### ABOUT THIS EXERCISE:
Tally the lines of the listing that contain the word "Value", then give the total and nothing else.
═════ DATA PROVIDED ═════
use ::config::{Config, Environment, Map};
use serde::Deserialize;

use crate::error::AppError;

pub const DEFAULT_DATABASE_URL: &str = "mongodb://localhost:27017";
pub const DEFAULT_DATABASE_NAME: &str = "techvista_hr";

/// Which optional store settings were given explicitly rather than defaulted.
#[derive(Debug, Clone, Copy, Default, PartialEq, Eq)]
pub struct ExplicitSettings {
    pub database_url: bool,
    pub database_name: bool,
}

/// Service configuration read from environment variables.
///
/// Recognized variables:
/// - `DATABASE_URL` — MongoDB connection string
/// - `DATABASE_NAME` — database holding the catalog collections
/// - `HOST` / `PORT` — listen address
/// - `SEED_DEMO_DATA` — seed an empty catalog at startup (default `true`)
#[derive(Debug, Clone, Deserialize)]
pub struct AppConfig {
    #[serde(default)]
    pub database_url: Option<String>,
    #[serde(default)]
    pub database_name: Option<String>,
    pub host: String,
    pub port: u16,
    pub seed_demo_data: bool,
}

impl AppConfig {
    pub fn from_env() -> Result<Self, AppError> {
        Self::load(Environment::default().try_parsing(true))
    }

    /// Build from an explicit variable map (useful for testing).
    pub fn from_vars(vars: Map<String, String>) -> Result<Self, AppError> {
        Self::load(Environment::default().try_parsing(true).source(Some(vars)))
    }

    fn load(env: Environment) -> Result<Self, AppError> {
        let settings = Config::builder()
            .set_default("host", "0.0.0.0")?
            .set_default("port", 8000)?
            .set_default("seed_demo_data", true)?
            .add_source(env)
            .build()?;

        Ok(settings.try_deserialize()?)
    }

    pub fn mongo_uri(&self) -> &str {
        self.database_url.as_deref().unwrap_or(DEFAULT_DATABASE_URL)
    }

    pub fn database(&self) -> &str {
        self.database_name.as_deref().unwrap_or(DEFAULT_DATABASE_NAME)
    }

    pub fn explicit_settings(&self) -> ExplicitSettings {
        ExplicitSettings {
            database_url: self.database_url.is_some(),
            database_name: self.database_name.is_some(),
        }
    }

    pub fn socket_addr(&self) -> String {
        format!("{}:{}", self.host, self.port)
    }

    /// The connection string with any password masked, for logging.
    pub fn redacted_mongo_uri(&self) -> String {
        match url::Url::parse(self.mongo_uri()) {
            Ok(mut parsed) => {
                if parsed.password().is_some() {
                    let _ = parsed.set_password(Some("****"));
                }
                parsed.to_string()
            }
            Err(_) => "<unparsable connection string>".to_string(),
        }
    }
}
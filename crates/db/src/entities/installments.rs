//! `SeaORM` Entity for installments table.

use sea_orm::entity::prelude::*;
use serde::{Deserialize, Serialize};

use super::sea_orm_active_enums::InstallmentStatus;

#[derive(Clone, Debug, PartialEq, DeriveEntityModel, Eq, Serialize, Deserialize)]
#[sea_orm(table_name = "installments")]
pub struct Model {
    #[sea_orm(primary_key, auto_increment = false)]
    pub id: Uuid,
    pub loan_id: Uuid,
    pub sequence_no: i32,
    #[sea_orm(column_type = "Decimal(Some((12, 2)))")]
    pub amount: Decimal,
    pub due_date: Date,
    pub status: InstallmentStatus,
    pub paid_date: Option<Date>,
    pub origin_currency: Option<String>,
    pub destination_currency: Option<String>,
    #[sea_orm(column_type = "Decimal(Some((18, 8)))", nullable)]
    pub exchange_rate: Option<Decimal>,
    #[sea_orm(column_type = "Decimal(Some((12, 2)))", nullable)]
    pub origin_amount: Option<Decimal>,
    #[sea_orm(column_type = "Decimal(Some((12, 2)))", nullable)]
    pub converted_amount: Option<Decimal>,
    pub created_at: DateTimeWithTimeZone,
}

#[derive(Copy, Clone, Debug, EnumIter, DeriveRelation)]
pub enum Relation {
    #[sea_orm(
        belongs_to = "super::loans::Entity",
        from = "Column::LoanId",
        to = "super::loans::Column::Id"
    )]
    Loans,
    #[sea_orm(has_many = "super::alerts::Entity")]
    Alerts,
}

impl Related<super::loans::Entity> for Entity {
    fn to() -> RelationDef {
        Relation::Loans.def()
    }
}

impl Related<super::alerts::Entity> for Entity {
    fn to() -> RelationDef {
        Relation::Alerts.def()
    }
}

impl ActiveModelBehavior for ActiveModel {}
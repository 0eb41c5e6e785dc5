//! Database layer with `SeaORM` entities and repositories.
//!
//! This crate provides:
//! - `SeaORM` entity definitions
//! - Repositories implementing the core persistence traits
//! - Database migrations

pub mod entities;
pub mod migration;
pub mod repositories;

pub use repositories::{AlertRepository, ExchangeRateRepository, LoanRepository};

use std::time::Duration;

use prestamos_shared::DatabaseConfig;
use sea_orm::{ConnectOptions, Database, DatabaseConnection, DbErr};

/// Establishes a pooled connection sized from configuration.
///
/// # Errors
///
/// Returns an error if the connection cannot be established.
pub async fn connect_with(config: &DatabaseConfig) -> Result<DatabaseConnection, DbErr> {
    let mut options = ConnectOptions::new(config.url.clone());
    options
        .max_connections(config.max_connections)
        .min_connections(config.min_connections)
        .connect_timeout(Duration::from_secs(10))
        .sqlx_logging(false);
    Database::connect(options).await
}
═════
═════ DATA PROVIDED ═════
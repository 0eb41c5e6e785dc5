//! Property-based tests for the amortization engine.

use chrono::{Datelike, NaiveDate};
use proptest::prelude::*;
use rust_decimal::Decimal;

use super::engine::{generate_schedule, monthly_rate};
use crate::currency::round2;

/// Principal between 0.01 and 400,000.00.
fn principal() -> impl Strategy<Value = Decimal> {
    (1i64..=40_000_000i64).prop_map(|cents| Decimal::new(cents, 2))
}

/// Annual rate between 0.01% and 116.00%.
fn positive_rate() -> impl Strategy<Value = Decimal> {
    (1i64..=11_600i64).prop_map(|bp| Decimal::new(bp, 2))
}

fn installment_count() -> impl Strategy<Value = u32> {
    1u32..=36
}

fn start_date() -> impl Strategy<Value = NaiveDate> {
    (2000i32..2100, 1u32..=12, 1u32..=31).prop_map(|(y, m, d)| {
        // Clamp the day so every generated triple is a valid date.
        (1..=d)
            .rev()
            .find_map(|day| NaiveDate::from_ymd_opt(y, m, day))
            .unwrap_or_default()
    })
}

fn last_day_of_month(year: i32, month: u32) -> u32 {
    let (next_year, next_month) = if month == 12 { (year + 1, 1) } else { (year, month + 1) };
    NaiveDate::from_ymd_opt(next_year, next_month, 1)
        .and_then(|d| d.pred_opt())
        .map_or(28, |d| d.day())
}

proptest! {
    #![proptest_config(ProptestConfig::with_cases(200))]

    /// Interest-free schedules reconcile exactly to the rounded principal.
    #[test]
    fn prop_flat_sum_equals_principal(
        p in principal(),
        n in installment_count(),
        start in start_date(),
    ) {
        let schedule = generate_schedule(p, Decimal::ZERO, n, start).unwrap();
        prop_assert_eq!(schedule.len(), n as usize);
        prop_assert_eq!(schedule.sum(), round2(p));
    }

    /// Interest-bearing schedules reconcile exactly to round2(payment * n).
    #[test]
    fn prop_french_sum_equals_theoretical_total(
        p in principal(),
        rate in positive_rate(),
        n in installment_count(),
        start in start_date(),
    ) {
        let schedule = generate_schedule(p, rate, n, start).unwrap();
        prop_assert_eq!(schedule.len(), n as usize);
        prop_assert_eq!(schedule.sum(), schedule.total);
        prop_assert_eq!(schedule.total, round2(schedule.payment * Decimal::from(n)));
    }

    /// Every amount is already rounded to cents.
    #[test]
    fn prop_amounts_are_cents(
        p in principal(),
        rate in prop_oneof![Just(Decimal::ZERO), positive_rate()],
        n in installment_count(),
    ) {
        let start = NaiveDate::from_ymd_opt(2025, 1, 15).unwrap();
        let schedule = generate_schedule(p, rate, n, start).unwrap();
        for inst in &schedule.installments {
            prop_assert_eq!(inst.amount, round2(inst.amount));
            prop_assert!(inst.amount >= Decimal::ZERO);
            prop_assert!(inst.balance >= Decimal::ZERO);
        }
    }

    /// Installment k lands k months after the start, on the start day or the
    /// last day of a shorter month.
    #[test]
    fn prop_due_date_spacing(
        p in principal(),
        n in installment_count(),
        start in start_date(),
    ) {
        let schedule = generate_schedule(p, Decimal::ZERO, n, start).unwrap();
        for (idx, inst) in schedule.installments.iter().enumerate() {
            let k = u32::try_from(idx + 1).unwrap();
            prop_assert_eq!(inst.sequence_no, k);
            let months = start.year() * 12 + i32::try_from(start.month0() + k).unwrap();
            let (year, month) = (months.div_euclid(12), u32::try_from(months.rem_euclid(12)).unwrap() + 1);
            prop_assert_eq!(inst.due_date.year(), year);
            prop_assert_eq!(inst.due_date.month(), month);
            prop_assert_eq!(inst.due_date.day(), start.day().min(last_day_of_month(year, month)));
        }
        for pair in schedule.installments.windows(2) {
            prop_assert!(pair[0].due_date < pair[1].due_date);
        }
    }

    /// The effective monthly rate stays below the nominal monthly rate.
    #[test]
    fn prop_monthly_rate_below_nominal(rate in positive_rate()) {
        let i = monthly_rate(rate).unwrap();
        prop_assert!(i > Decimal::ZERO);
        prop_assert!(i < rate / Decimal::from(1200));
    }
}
═════
### RESPONSE:
4